On Wisconsin and the attempt to recall Gov. Scott Walker after he stripped public employees of their right to collective bargaining: “I hope the recall succeeds and I hope that the Democrats can agree on a good candidate to replace him, but at this point I would have to say it’s been a draw. Unions have poured resources into that state — and still not a victory yet. It’s an exhausting and bruising and resource-depleting struggle and I’m worried that as we go through these struggles we get back to a plateau, but that plateau is no higher than where we were before.”
His proudest moment as president of the Oregon AFL-CIO: The union-led ballot measure in 2002 that indexed minimum wage pay to inflation. “It really has made a difference. Yes, inequality is high in our society, but because of our minimum wage (law), it’s not as unequal as many other states.
“That’s to the credit of our union movement. It’s not a gain that we can attribute to our bargaining; but we can attribute it to union members; to the strength of our membership. We should celebrate successes like that.”
In other convention business, delegates to the Oregon Alliance for Retired Americans elected new officers and passed three resolutions.
Scott Blau, a retired letter carrier, was elected president; Linda DeLucia was elected first vice president; Roz Gieze was elected trustee; and Jim Davis was elected member at-large. DeLucia and Gieze are retired from Service Employees International Union. Davis is not a union member.

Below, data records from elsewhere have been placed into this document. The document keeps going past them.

impl SessionRegistry {
    /// Creates an active registry whose sessions run their twin commands
    /// on `executor`.
    #[must_use]
    pub fn new(config: SessionManagerConfig, executor: Arc<dyn TwinExecutor>) -> Arc<Self> {
        info!(
            expiry_secs = config.expiry_secs,
            auth_policy = %config.auth_policy,
            "Session registry started"
        );
        Arc::new_cyclic(|this| Self {
            config,
            executor,
            state: Mutex::new(RegistryState {
                active: true,
                engine: None,
                generation: 0,
                sessions: HashMap::new(),
                sessions_by_user: HashMap::new(),
                default_session_of: HashMap::new(),
            }),
            this: this.clone(),
        })
    }

    /// Returns the configuration this registry was built with.
    #[must_use]
    pub fn config(&self) -> &SessionManagerConfig {
        &self.config
    }

    /// Returns `false` once [`close`](Self::close) was called.
    #[must_use]
    pub fn is_active(&self) -> bool {
        self.state.lock().active
    }

    /// Number of tracked sessions.
    ///
    /// Sessions whose expiry passed unnoticed are counted until something
    /// looks at them.
    #[must_use]
    pub fn session_count(&self) -> usize {
        self.state.lock().sessions.len()
    }

    // === Session lookup and creation ===

    /// Returns the default session of `user`, creating it if needed.
    ///
    /// Concurrent callers for the same user all receive the same session.
    ///
    /// # Errors
    ///
    /// - [`SessionError::RegistryClosed`] after [`close`](Self::close)
    /// - [`SessionError::EngineChurn`] if the session could not be settled
    ///   within the configured retries
    pub fn get_default_session(&self, user: &UserInfo) -> Result<Arc<Session>, SessionError> {
        let retries = self.config.max_create_retries;
        for _ in 0..=retries {
            let existing = {
                let state = self.state.lock();
                state.check_active()?;
                state
                    .default_session_of
                    .get(user.user_id())
                    .and_then(|id| state.sessions.get(id))
                    .cloned()
            };
            if let Some(session) = existing {
                // An expired default removes itself from the indexes.
                if !session.is_expired() {
                    return Ok(session);
                }
                continue;
            }

            let candidate = self.create_session(user, None)?;
            let installed = {
                let mut state = self.state.lock();
                match state.default_session_of.get(user.user_id()) {
                    None if state.sessions.contains_key(&candidate.session_id()) => {
                        state
                            .default_session_of
                            .insert(user.user_id().to_string(), candidate.session_id());
                        true
                    }
                    _ => {
                        state.forget(candidate.session_id(), user.user_id());
                        false
                    }
                }
            };
            if installed {
                debug!(session = %candidate.session_id(), user = %user, "Default session created");
                return Ok(candidate);
            }
            // Lost the race against another caller, or the engine changed.
            candidate.expire();
        }
        Err(SessionError::EngineChurn { retries })
    }

    /// Returns the session `id` of `user`, if it exists and has not expired.
    ///
    /// # Errors
    ///
    /// [`SessionError::RegistryClosed`] after [`close`](Self::close).
    pub fn get_session(
        &self,
        user: &UserInfo,
        id: SessionId,
    ) -> Result<Option<Arc<Session>>, SessionError> {
        let session = {
            let state = self.state.lock();
            state.check_active()?;
            state
                .sessions
                .get(&id)
                .filter(|s| s.user_info().user_id() == user.user_id())
                .cloned()
        };
        Ok(session.filter(|s| !s.is_expired()))
    }

    /// Ids of the live sessions of `user`, oldest first.
    ///
    /// # Errors
    ///
    /// [`SessionError::RegistryClosed`] after [`close`](Self::close).
    pub fn get_session_ids(&self, user: &UserInfo) -> Result<Vec<SessionId>, SessionError> {
        let sessions = {
            let state = self.state.lock();
            state.check_active()?;
            state.user_sessions(user.user_id())
        };
        Ok(sessions
            .into_iter()
            .filter(|s| !s.is_expired())
            .map(|s| s.session_id())
            .collect())
    }

    /// Creates a new session for `user`.
    ///
    /// # Errors
    ///
    /// - [`SessionError::RegistryClosed`] after [`close`](Self::close)
    /// - [`SessionError::EngineChurn`] if the authorization engine kept
    ///   changing during creation
    pub fn create_new_session(&self, user: &UserInfo) -> Result<Arc<Session>, SessionError> {
        self.create_session(user, None)
    }

    /// Creates a new session for `user` that the activity monitor extends
    /// while `checker` reports the client active.
    ///
    /// # Errors
    ///
    /// As [`create_new_session`](Self::create_new_session).
    pub fn create_new_session_with_activity_checker(
        &self,
        user: &UserInfo,
        checker: Arc<dyn ActivityChecker>,
    ) -> Result<Arc<Session>, SessionError> {
        self.create_session(user, Some(checker))
    }

    // === Anonymous shortcuts ===

    /// [`get_default_session`](Self::get_default_session) for the anonymous user.
    ///
    /// # Errors
    ///
    /// As [`get_default_session`](Self::get_default_session).
    pub fn get_default_anonymous_session(&self) -> Result<Arc<Session>, SessionError> {
        self.get_default_session(&UserInfo::anonymous())
    }

    /// [`get_session`](Self::get_session) for the anonymous user.
    ///
    /// # Errors
    ///
    /// As [`get_session`](Self::get_session).
    pub fn get_anonymous_session(&self, id: SessionId) -> Result<Option<Arc<Session>>, SessionError> {
        self.get_session(&UserInfo::anonymous(), id)
    }

    /// [`get_session_ids`](Self::get_session_ids) for the anonymous user.
    ///
    /// # Errors
    ///
    /// As [`get_session_ids`](Self::get_session_ids).
    pub fn get_anonymous_session_ids(&self) -> Result<Vec<SessionId>, SessionError> {
        self.get_session_ids(&UserInfo::anonymous())
    }

    /// [`create_new_session`](Self::create_new_session) for the anonymous user.
    ///
    /// # Errors
    ///
    /// As [`create_new_session`](Self::create_new_session).
    pub fn create_new_anonymous_session(&self) -> Result<Arc<Session>, SessionError> {
        self.create_new_session(&UserInfo::anonymous())
    }

    /// Builds and indexes a session, retrying while the engine changes
    /// under it.
    fn create_session(
        &self,
        user: &UserInfo,
        checker: Option<Arc<dyn ActivityChecker>>,
    ) -> Result<Arc<Session>, SessionError> {
        let retries = self.config.max_create_retries;
        for attempt in 0..=retries {
            let (engine, generation) = {
                let state = self.state.lock();
                state.check_active()?;
                (state.engine.clone(), state.generation)
            };

            // Engines may be slow to build authorizers; stay unlocked.
            let session = self.build_session(user, engine.as_deref(), checker.clone());

            let outcome = {
                let mut state = self.state.lock();
                if !state.active {
                    Err(SessionError::RegistryClosed)
                } else if state.generation == generation {
                    state.insert(Arc::clone(&session));
                    Ok(())
                } else {
                    Err(SessionError::EngineChurn { retries: attempt })
                }
            };
            match outcome {
                Ok(()) => {
                    debug!(session = %session.session_id(), user = %user, "Session created");
                    return Ok(session);
                }
                Err(SessionError::EngineChurn { .. }) => {
                    debug!(user = %user, attempt, "Authorization engine changed during session creation, retrying");
                    session.expire();
                }
                Err(e) => {
                    session.expire();
                    return Err(e);
                }
            }
        }
        warn!(user = %user, retries, "Gave up creating a session");
        Err(SessionError::EngineChurn { retries })
    }

    fn build_session(
        &self,
        user: &UserInfo,
        engine: Option<&dyn AuthorizationEngine>,
        checker: Option<Arc<dyn ActivityChecker>>,
    ) -> Arc<Session> {
        let (authorizer, pre_authorizer) = match engine {
            Some(engine) => (engine.create_authorizer(user), pre_authorizer_for(engine, user)),
            None => {
                let fallback = PolicyEngine::new(self.config.auth_policy);
                (
                    fallback.create_authorizer(user),
                    pre_authorizer_for(&fallback, user),
                )
            }
        };

        let mut session = Session::new(
            user.clone(),
            authorizer,
            pre_authorizer,
            Arc::clone(&self.executor),
        )
        .with_lifetime(self.config.expiry());
        if let Some(checker) = checker {
            session = session.with_activity_checker(checker);
        }

        let session = Arc::new(session);
        let registry = self.this.clone();
        session.add_expiration_listener(move |expired| {
            if let Some(registry) = registry.upgrade() {
                registry.forget(expired);
            }
        });
        session
    }

    fn forget(&self, session: &Session) {
        let removed = self
            .state
            .lock()
            .forget(session.session_id(), session.user_info().user_id());
        if removed {
            debug!(session = %session.session_id(), "Expired session removed");
        }
    }

    // === Authorization engine ===

    /// Registers `engine` and expires every existing session.
    ///
    /// # Errors
    ///
    /// [`SessionError::RegistryClosed`] after [`close`](Self::close).
    pub fn set_authorization(&self, engine: Arc<dyn AuthorizationEngine>) -> Result<(), SessionError> {
        let stale = {
            let mut state = self.state.lock();
            state.check_active()?;
            state.engine = Some(engine);
            state.generation += 1;
            state.drain()
        };
        info!(invalidated = stale.len(), "Authorization engine registered");
        expire_all(stale);
        Ok(())
    }

    /// Removes `engine` if it is the registered one, expiring every
    /// session. Sessions created afterwards use the default policy.
    ///
    /// # Errors
    ///
    /// [`SessionError::RegistryClosed`] after [`close`](Self::close).
    pub fn unset_authorization(&self, engine: &Arc<dyn AuthorizationEngine>) -> Result<(), SessionError> {
        let stale = {
            let mut state = self.state.lock();
            state.check_active()?;
            let current = state.engine.as_ref().is_some_and(|e| same_engine(e, engine));
            if !current {
                return Ok(());
            }
            state.engine = None;
            state.generation += 1;
            state.drain()
        };
        info!(invalidated = stale.len(), "Authorization engine removed");
        expire_all(stale);
        Ok(())
    }

    // === Notifications ===

    /// Delivers a twin notification to every live session.
    ///
    /// A failure in one session is logged and does not stop delivery to
    /// the others.
    pub fn notify(&self, topic: &str, event: &ResourceNotification) {
        let sessions: Vec<Arc<Session>> = {
            let state = self.state.lock();
            if !state.active {
                return;
            }
            state.sessions.values().cloned().collect()
        };

        for session in sessions {
            if session.is_expired() {
                continue;
            }
            if catch_unwind(AssertUnwindSafe(|| session.notify(topic, event))).is_err() {
                error!(
                    session = %session.session_id(),
                    topic = %topic,
                    "Notification delivery failed"
                );
            }
        }
    }

    // === Activity ===

    /// Extends every session close to expiry whose activity checker reports
    /// its client active. Returns the number of extended sessions.
    ///
    /// Does nothing when activity checks are disabled by configuration.
    pub fn check_sessions_liveness(&self) -> usize {
        if !self.config.activity_check_enabled() {
            return 0;
        }
        let Some(extension) = self.config.activity_extension() else {
            return 0;
        };
        let threshold = self.config.activity_threshold();

        let candidates: Vec<Arc<Session>> = {
            let state = self.state.lock();
            if !state.active {
                return 0;
            }
            state
                .sessions
                .values()
                .filter(|s| s.activity_checker().is_some())
                .cloned()
                .collect()
        };

        let now = Utc::now();
        let mut extended = 0;
        for session in candidates {
            let Some(expiry) = session.expiry() else {
                continue;
            };
            if !due_for_check(expiry, threshold, now) {
                continue;
            }
            let Some(checker) = session.activity_checker() else {
                continue;
            };
            if !checker.is_active(&session) || !self.is_active() || session.is_expired() {
                continue;
            }
            match session.extend(extension) {
                Ok(()) => {
                    debug!(session = %session.session_id(), "Active session extended");
                    extended += 1;
                }
                Err(e) => {
                    warn!(session = %session.session_id(), error = %e, "Could not extend session");
                }
            }
        }
        extended
    }

    // === Shutdown ===

    /// Stops the registry and expires every session. Further calls fail
    /// with [`SessionError::RegistryClosed`].
    pub fn close(&self) {
        let stale = {
            let mut state = self.state.lock();
            if !state.active {
                return;
            }
            state.active = false;
            state.engine = None;
            state.drain()
        };
        info!(expired = stale.len(), "Session registry closed");
        expire_all(stale);
    }
}
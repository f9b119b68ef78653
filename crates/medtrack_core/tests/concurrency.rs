use chrono::{Duration as Days, FixedOffset, Local, TimeZone};
use medtrack_core::{
    ConflictKind, MedicineSpec, MedicineTracker, RetryPolicy, TrackerError, TrackerOptions,
};
use rusqlite::Connection;
use std::path::Path;
use std::sync::{Arc, Barrier};
use std::thread;
use std::time::Duration;

#[test]
fn shared_tracker_lets_exactly_one_caller_take_the_last_pill() {
    let tracker = Arc::new(MedicineTracker::open_in_memory().unwrap());
    let medicine = tracker.add_medicine(&spec("Warfarin", 1)).unwrap();
    let barrier = Arc::new(Barrier::new(8));

    let handles: Vec<_> = (0..8)
        .map(|_| {
            let tracker = Arc::clone(&tracker);
            let barrier = Arc::clone(&barrier);
            thread::spawn(move || {
                barrier.wait();
                tracker.mark_taken(medicine.id)
            })
        })
        .collect();

    let results: Vec<_> = handles
        .into_iter()
        .map(|handle| handle.join().unwrap())
        .collect();
    let successes = results.iter().filter(|result| result.is_ok()).count();
    assert_eq!(successes, 1);
    for result in results.iter().filter(|result| result.is_err()) {
        assert!(matches!(result, Err(TrackerError::Conflict(_))));
    }
    assert_eq!(tracker.get_medicine(medicine.id).unwrap().pills_remaining, 0);
}

#[test]
fn separate_connections_never_oversell_stock() {
    let dir = tempfile::tempdir().unwrap();
    let path = dir.path().join("contended.db");
    let setup = open_patient(&path);
    let medicine = setup.add_medicine(&spec("Insulin", 3)).unwrap();
    drop(setup);

    let base = FixedOffset::east_opt(0)
        .unwrap()
        .from_local_datetime(&Local::now().date_naive().and_hms_opt(8, 0, 0).unwrap())
        .unwrap();
    let workers = 6;
    let barrier = Arc::new(Barrier::new(workers));

    let handles: Vec<_> = (0..workers)
        .map(|index| {
            let path = path.clone();
            let barrier = Arc::clone(&barrier);
            thread::spawn(move || {
                let tracker = open_patient(&path);
                barrier.wait();
                // Distinct dates so only stock, not duplicate doses, limits success.
                tracker.mark_taken_at(medicine.id, base + Days::days(index as i64))
            })
        })
        .collect();

    let results: Vec<_> = handles
        .into_iter()
        .map(|handle| handle.join().unwrap())
        .collect();
    let successes = results.iter().filter(|result| result.is_ok()).count();
    assert_eq!(successes, 3);
    for result in results.iter().filter(|result| result.is_err()) {
        assert!(matches!(
            result,
            Err(TrackerError::Conflict(ConflictKind::InsufficientStock { .. }))
        ));
    }

    let check = open_patient(&path);
    assert_eq!(check.get_medicine(medicine.id).unwrap().pills_remaining, 0);
    assert_eq!(
        check.get_tracking_history(&Default::default()).unwrap().len(),
        3
    );
}

#[test]
fn poller_sees_monotonic_versions_while_writers_commit() {
    let dir = tempfile::tempdir().unwrap();
    let path = dir.path().join("polled.db");
    let writer = Arc::new(open_patient(&path));
    let poller = open_patient(&path);

    let writer_handle = {
        let writer = Arc::clone(&writer);
        thread::spawn(move || {
            for index in 0..20 {
                writer
                    .add_medicine(&spec(&format!("Medicine {index}"), 10))
                    .unwrap();
            }
        })
    };

    let mut last = poller.current_version().unwrap();
    while !writer_handle.is_finished() {
        let version = poller.current_version().unwrap();
        assert!(version >= last, "version went backwards: {last} -> {version}");
        last = version;
    }
    writer_handle.join().unwrap();

    let final_version = poller.current_version().unwrap();
    assert!(final_version >= last);
    assert_eq!(final_version, writer.current_version().unwrap());
}

#[test]
fn held_write_lock_times_out_without_blocking_readers() {
    let dir = tempfile::tempdir().unwrap();
    let path = dir.path().join("locked.db");
    let tracker = MedicineTracker::open_with(
        &path,
        TrackerOptions {
            busy_timeout: Duration::from_millis(20),
            retry: RetryPolicy {
                max_attempts: 3,
                base_delay: Duration::from_millis(5),
            },
            ..TrackerOptions::default()
        },
    )
    .unwrap();
    let before = tracker.current_version().unwrap();

    let holder = Connection::open(&path).unwrap();
    holder.execute_batch("BEGIN IMMEDIATE").unwrap();

    let err = tracker.add_medicine(&spec("Blocked", 10)).unwrap_err();
    assert!(matches!(err, TrackerError::LockTimeout { attempts: 3 }));
    assert!(err.is_retryable());
    assert_eq!(tracker.current_version().unwrap(), before);
    assert_eq!(
        tracker
            .list_medicines(&Default::default())
            .unwrap()
            .total,
        0
    );

    holder.execute_batch("ROLLBACK").unwrap();
    tracker.add_medicine(&spec("Unblocked", 10)).unwrap();
    assert_eq!(tracker.current_version().unwrap(), before + 1);
}

fn open_patient(path: &Path) -> MedicineTracker {
    MedicineTracker::open_with(
        path,
        TrackerOptions {
            busy_timeout: Duration::from_secs(2),
            retry: RetryPolicy {
                max_attempts: 10,
                base_delay: Duration::from_millis(10),
            },
            ..TrackerOptions::default()
        },
    )
    .unwrap()
}

fn spec(name: &str, pills: i64) -> MedicineSpec {
    MedicineSpec {
        name: name.to_string(),
        dosage: "5mg".to_string(),
        time_window: "morning".to_string(),
        days: ["mon", "tue", "wed", "thu", "fri", "sat", "sun"]
            .iter()
            .map(|day| day.to_string())
            .collect(),
        with_food: false,
        pills_remaining: pills,
        pills_per_dose: 1,
        low_stock_threshold: 0,
        notes: None,
        active: true,
    }
}
//! Domain model for medicine schedules, inventory and dose tracking.
//!
//! # Responsibility
//! - Define canonical data structures used by core business logic.
//! - Keep enumerated values (time window, status, skip reason) as tagged
//!   variants; text forms exist only at the storage and API edges.
//!
//! # Invariants
//! - Every medicine is identified by a stable `MedicineId`.
//! - Tracking events are append-only; dose states are derived, not stored.

pub mod medicine;
pub mod schedule;
pub mod tracking;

The resolutions called for a constitutional amendment to overturn Citizens United, a landmark decision by the U.S. Supreme Court which held that the First Amendment prohibited the government from restricting political expenditures by corporations and unions; for support of a federal law requiring full disclosure of corporate donations to political campaign advertising; and for Congress to reauthorize the Older Americans Act.
The Alliance also issued a special award to past president Verna Porter, who was unable to attend due to illness. She received an “honorary membership” for her work with the organization since its inception.